上記を非常に簡潔にまとめたものがこちら(PIT公式YouTube)です。

ありがとうPITさん。

 

 

 

狙いと途中経過

このルール導入の狙いは、Kick側はタッチバックをおいしくないと思わせ、リターン側にはリターンがおいしいと思わせること。

20年前には90%を超えていたリターン率が、史上最も低いリターン率に終わった2023シーズンの数字は"22%"。これを持ち上げること。

 

プレシーズンでは効果が発揮されたように見えた。

しかしそこはやはりプレシーズン。

結果なんてどうでもよくて選手の見極めという要素が強いと思うと、カバーチーム側の選手見極めのためにあえてリターンさせていたんでしょうな。

 

 

いざ開幕してみると、Week1のタッチバック率は63.5%と、2023シーズン全体の73%という数字からはたったの10ポイント弱しか改善しなかったということです。
(リターン率とタッチバック率の違いについては触れないでください。普通足したら100%になるはずなのに…よくわからんのです)

 

なお、元からリターンさせるつもりがなかったであろう、明確にEnd Zoneにしか蹴りこまないという選択をしたのが6チーム。

 

もちろんPHIはそのなかに入っています。そしてその回数も最多タイの6回を数える。
現状のルールでは余計なリスクを背おうより諦めて30ydからのDefenseを選択しよう、ということでしょうか。

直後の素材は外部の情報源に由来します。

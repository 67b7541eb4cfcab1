//! Style groups and the selector wrapping of their declarations.
//!
//! A group is a themeable category (`color`, `spacing`) whose types are the
//! variants a schema can pick from. Rendering a type produces one rule
//! scoped to the root element's marker:
//!
//! ```text
//! *[ data-theme-color = 'dark' ] {
//! --bg: #000;
//! }
//! ```
//!
//! ## The `default` Type
//!
//! A `default` type that has no variables of its own defers to the OS
//! color-scheme preference. Instead of an empty rule, it renders one media
//! query per other type in the group, each applying that type's declarations
//! under the `default` selector:
//!
//! ```text
//! @media (prefers-color-scheme: light) {
//! *[ data-theme-color = 'default' ] {
//! --bg: #fff;
//! }
//! }
//! ```
//!
//! so `light` and `dark` values are never duplicated.

use indexmap::IndexMap;

use super::kind::StyleKind;
use super::variable::Variable;
use crate::error::{Result, ThemeError};
use crate::render::{wrap_media, wrap_rule, SelectorMode, StyleSheet, DEFAULT_KIND};
use crate::theme::ColorMode;

/// A named collection of [`StyleKind`]s, keyed by type code.
#[derive(Clone, Debug, PartialEq, Eq)]
pub struct StyleGroup {
    name: String,
    code: String,
    kinds: IndexMap<String, StyleKind>,
}

impl StyleGroup {
    /// Creates an empty group.
    pub fn new(name: impl Into<String>, code: impl Into<String>) -> Self {
        Self {
            name: name.into(),
            code: code.into(),
            kinds: IndexMap::new(),
        }
    }

    /// Returns the group name.
    pub fn name(&self) -> &str {
        &self.name
    }

    /// Renames the group.
    pub fn set_name(&mut self, name: impl Into<String>) {
        self.name = name.into();
    }

    /// Returns the group code.
    pub fn code(&self) -> &str {
        &self.code
    }

    /// Returns every type in insertion order.
    pub fn get_all(&self) -> Vec<&StyleKind> {
        self.kinds.values().collect()
    }

    /// Iterates over the types in insertion order.
    pub fn iter(&self) -> impl Iterator<Item = &StyleKind> {
        self.kinds.values()
    }

    /// Returns the type with the given code.
    pub fn get(&self, kind: &str) -> Option<&StyleKind> {
        self.kinds.get(kind)
    }

    /// Returns a mutable reference to the type with the given code.
    pub fn get_mut(&mut self, kind: &str) -> Option<&mut StyleKind> {
        self.kinds.get_mut(kind)
    }

    /// Creates a type from copies of `variables`, replacing any type with the same code.
    pub fn create<'a, I>(&mut self, name: impl Into<String>, code: impl Into<String>, variables: I)
    where
        I: IntoIterator<Item = &'a Variable>,
    {
        self.insert(StyleKind::with_variables(name, code, variables));
    }

    /// Inserts a prepared type, replacing any type with the same code.
    ///
    /// A replaced type keeps its position.
    pub fn insert(&mut self, kind: StyleKind) {
        self.kinds.insert(kind.code().to_string(), kind);
    }

    /// Removes a type. Removing an unknown code does nothing.
    pub fn delete(&mut self, kind: &str) {
        self.kinds.shift_remove(kind);
    }

    /// Returns the declaration block of one type.
    ///
    /// # Errors
    ///
    /// Returns [`ThemeError::TypeNotFound`] if the group has no such type.
    pub fn declarations(&self, kind: &str) -> Result<String> {
        self.kinds
            .get(kind)
            .map(StyleKind::declarations)
            .ok_or_else(|| self.type_not_found(kind))
    }

    /// Returns the declaration block of every type, in type order.
    pub fn all_declarations(&self) -> Vec<StyleSheet> {
        self.kinds
            .values()
            .map(|kind| StyleSheet::new(kind.code(), kind.declarations()))
            .collect()
    }

    /// Wraps a declaration block in the selector for `kind`.
    ///
    /// When `kind` is `default` and `block` is empty, the result is the
    /// media-query fallback over every other type (see the module docs),
    /// separated by blank lines. A group holding only `default` renders an
    /// empty string in that case.
    pub fn render_selector(&self, kind: &str, block: &str, mode: SelectorMode) -> String {
        if kind == DEFAULT_KIND && block.is_empty() {
            let selector = mode.selector(&self.code, DEFAULT_KIND);
            return self
                .kinds
                .values()
                .filter(|other| other.code() != DEFAULT_KIND)
                .map(|other| wrap_media(other.code(), &wrap_rule(&selector, &other.declarations())))
                .collect::<Vec<_>>()
                .join("\n\n");
        }

        self.render_rule(kind, block, mode)
    }

    /// Wraps a declaration block in the selector for `kind`, never falling back.
    pub fn render_rule(&self, kind: &str, block: &str, mode: SelectorMode) -> String {
        wrap_rule(&mode.selector(&self.code, kind), block)
    }

    /// Renders every type of the group, separated by blank lines.
    pub fn render_all(&self, mode: SelectorMode) -> String {
        self.all_declarations()
            .iter()
            .map(|sheet| self.render_selector(&sheet.code, &sheet.css, mode))
            .collect::<Vec<_>>()
            .join("\n\n")
    }

    /// Returns the variables in effect when `kind` is selected.
    ///
    /// A `default` type without variables takes the variables of the type
    /// named after the color mode (`light` or `dark`), matching what the
    /// media-query fallback does in a browser. With no mode, or no such
    /// type, it resolves to nothing.
    ///
    /// # Errors
    ///
    /// Returns [`ThemeError::TypeNotFound`] if the group has no such type.
    pub fn resolve_variables(&self, kind: &str, mode: Option<ColorMode>) -> Result<Vec<Variable>> {
        let selected = self.kinds.get(kind).ok_or_else(|| self.type_not_found(kind))?;
        if kind != DEFAULT_KIND || !selected.is_empty() {
            return Ok(selected.iter().cloned().collect());
        }

        Ok(mode
            .and_then(|mode| self.kinds.get(mode.as_str()))
            .map(|preferred| preferred.iter().cloned().collect())
            .unwrap_or_default())
    }

    /// Returns true if the group has no types.
    pub fn is_empty(&self) -> bool {
        self.kinds.is_empty()
    }

    /// Returns the number of types.
    pub fn len(&self) -> usize {
        self.kinds.len()
    }

    fn type_not_found(&self, kind: &str) -> ThemeError {
        ThemeError::TypeNotFound {
            group: self.code.clone(),
            kind: kind.to_string(),
        }
    }
}

#[cfg(test)]
mod tests {
    use super::*;

    fn color() -> StyleGroup {
        let mut group = StyleGroup::new("Color", "color");
        group.insert(StyleKind::new("Default", "default"));
        group.create("Light", "light", &[Variable::new("Background", "bg", "white")]);
        group.create("Dark", "dark", &[Variable::new("Background", "bg", "black")]);
        group
    }

    #[test]
    fn test_declarations_of_type() {
        assert_eq!(color().declarations("dark").unwrap(), "bg: black;");
        assert_eq!(color().declarations("default").unwrap(), "");
    }

    #[test]
    fn test_declarations_unknown_type() {
        let err = color().declarations("sepia").unwrap_err();
        assert_eq!(
            err,
            ThemeError::TypeNotFound {
                group: "color".to_string(),
                kind: "sepia".to_string(),
            }
        );
    }

    #[test]
    fn test_all_declarations_follow_type_order() {
        let all = color().all_declarations();
        let codes: Vec<_> = all.iter().map(|s| s.code.as_str()).collect();
        assert_eq!(codes, vec!["default", "light", "dark"]);
        assert_eq!(all[2].css, "bg: black;");
        assert!(all.iter().all(|s| s.variables.is_none()));
    }

    #[test]
    fn test_render_selector_attr() {
        let group = StyleGroup::new("Color", "color");
        assert_eq!(
            group.render_selector("dark", "a:1;", SelectorMode::Attr),
            "*[ data-theme-color = 'dark' ] {\na:1;\n}"
        );
    }

    #[test]
    fn test_render_selector_class() {
        let group = StyleGroup::new("Color", "color");
        assert_eq!(
            group.render_selector("dark", "a:1;", SelectorMode::Class),
            "*.data-theme-color-dark {\na:1;\n}"
        );
    }

    #[test]
    fn test_render_selector_default_falls_back_to_media() {
        let css = color().render_selector("default", "", SelectorMode::Attr);
        assert_eq!(
            css,
            "@media (prefers-color-scheme: light) {\n\
             *[ data-theme-color = 'default' ] {\n\
             bg: white;\n\
             }\n\
             }\n\
             \n\
             @media (prefers-color-scheme: dark) {\n\
             *[ data-theme-color = 'default' ] {\n\
             bg: black;\n\
             }\n\
             }"
        );
    }

    #[test]
    fn test_render_selector_default_class_fallback() {
        let css = color().render_selector("default", "", SelectorMode::Class);
        assert!(css.starts_with(
            "@media (prefers-color-scheme: light) {\n*.data-theme-color-default {\nbg: white;"
        ));
        assert_eq!(css.matches("@media").count(), 2);
    }

    #[test]
    fn test_render_selector_default_with_own_block() {
        let css = color().render_selector("default", "bg: gray;", SelectorMode::Attr);
        assert_eq!(css, "*[ data-theme-color = 'default' ] {\nbg: gray;\n}");
    }

    #[test]
    fn test_render_selector_only_default() {
        let mut group = StyleGroup::new("Color", "color");
        group.insert(StyleKind::new("Default", "default"));
        assert_eq!(group.render_selector("default", "", SelectorMode::Attr), "");
    }

    #[test]
    fn test_render_selector_empty_non_default_keeps_rule() {
        let group = StyleGroup::new("Color", "color");
        assert_eq!(
            group.render_selector("light", "", SelectorMode::Attr),
            "*[ data-theme-color = 'light' ] {\n\n}"
        );
    }

    #[test]
    fn test_render_all() {
        let css = color().render_all(SelectorMode::Class);
        assert_eq!(css.matches("@media").count(), 2);
        assert!(css.ends_with("*.data-theme-color-light {\nbg: white;\n}\n\n*.data-theme-color-dark {\nbg: black;\n}"));
    }

    #[test]
    fn test_create_replaces_type_in_place() {
        let mut group = color();
        group.create("Light", "light", &[Variable::new("Text", "fg", "black")]);
        let codes: Vec<_> = group.iter().map(StyleKind::code).collect();
        assert_eq!(codes, vec!["default", "light", "dark"]);
        assert!(group.get("light").unwrap().get("bg").is_none());
    }

    #[test]
    fn test_delete_is_idempotent() {
        let mut group = color();
        group.delete("light");
        group.delete("light");
        assert_eq!(group.len(), 2);
        assert!(group.get("light").is_none());
    }

    #[test]
    fn test_resolve_variables_explicit_type() {
        let vars = color().resolve_variables("dark", Some(ColorMode::Light)).unwrap();
        assert_eq!(vars, vec![Variable::new("Background", "bg", "black")]);
    }

    #[test]
    fn test_resolve_variables_default_follows_mode() {
        let group = color();
        let light = group.resolve_variables("default", Some(ColorMode::Light)).unwrap();
        assert_eq!(light[0].value, "white");
        let dark = group.resolve_variables("default", Some(ColorMode::Dark)).unwrap();
        assert_eq!(dark[0].value, "black");
        assert!(group.resolve_variables("default", None).unwrap().is_empty());
    }

    #[test]
    fn test_resolve_variables_unknown_type() {
        assert!(color().resolve_variables("sepia", None).is_err());
    }
}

ご自身は2回リターンしてそれぞれ16yd・23ydからのOffenseだったのに、である

 

ちなみにだが、前述のXFLではタッチバックの場合の攻撃開始地点を35ydとしており、そうなのであれば、ということでKickoff側もコントロールしたキックをするインセンティブが働いた結果、リターン率は90%を超えているという。

 

30ydと35ydは違いますよねやっぱり。

今後ルールに調整が入るとしたらこの辺りでしょうかね。

 

 

 

その中で見えてきた傾向

もちろんPHIほど面白くないことしか考えないチームばかりではない。

攻守それぞれに考えられたものも出てきております。

 

まずはKick側。

  • この形式のKickoffで重要な要素が、"リターン側も動けない"ということと"ハングタイムがいらない"ということ。
    ボールがどんな軌道を描こうが、地面についたタイミングからしかカバーチームは始動できないと思うと、カバーチームのために時間を稼いでやる必要はない。

 

  • 前者のルールを活かして、"左右への蹴り分け"という戦術をとったのがWil LutzのDENと、Jason SandersのMIAとか。
    この辺りは左右の蹴り分けに対しても、リターン側はボールが落ちてからしかアジャストできないことを利用したカバーの設計が巧みにハマったことで、リターンを30yd地点までに押しとどめることに成功している。

 

  • 後者の"ハングタイムがいらない"ことを強調したのは、MNFでのGreg Zuerleinを抱えるNYJ。
    いわゆるナックルボールのようなボールを蹴ることで、リターナーがリアクション出来ないほど速くLanding Zoneにボールを落としてその後のバウンドは神に任せてしまおう、というのがこれ。
    Zuerleinは見事にLanding ZoneOut of Boundsが成功して20ydに押し込むことに成功している。

 

  • とはいえ、この2つのどっちかを狙ったものの失敗してしまい、Landing Zoneの手前に落ちてしまう(40ydからのDefense)例も多く見られた。
    現時点ではどっちにしても道半ばという感じか。

    ちなみに、にっくきDALのBrandon Aubreyはサッカー出身ということでナックルボールもお手の物なのだろう。
    2回もリターナーお手玉させるキックを蹴っている。
    もう少しEnd Zoneとのきわどいところでこれをやられだすと大問題になりかねない。参ったな。

 

  • カバレッジについては、LVがなにか革新的なことをやろうとしていた気配がある以外は特に目立ったものは出ていない様子。
    (なお、LVのものについてはアライメントを変則にすることに併せてスタンツ的な考え方でラッシュレーンをいろいろ動かしてはみるものの、結局上手くいっていなかった様子)

 

 

続いてリターン側。

  • こちらの基本線は、"目の前でブロックできる"というのが利点。
    もう長い距離を下がる必要がないかつ相手のスピードがゼロから始まるので、ブロックはしやすくなっているものと考えられる。
    そのうえで出てきているのが2点。

 

  • ブロッキングのバリエーション
    トラップブロックをどこに入れるか、どこにダブルチームかますか、というのが主な論点にはなる(あとはリターナーのカウンタームーブ)が、ブロッキングにバリエーションを持たせられるというのが利点。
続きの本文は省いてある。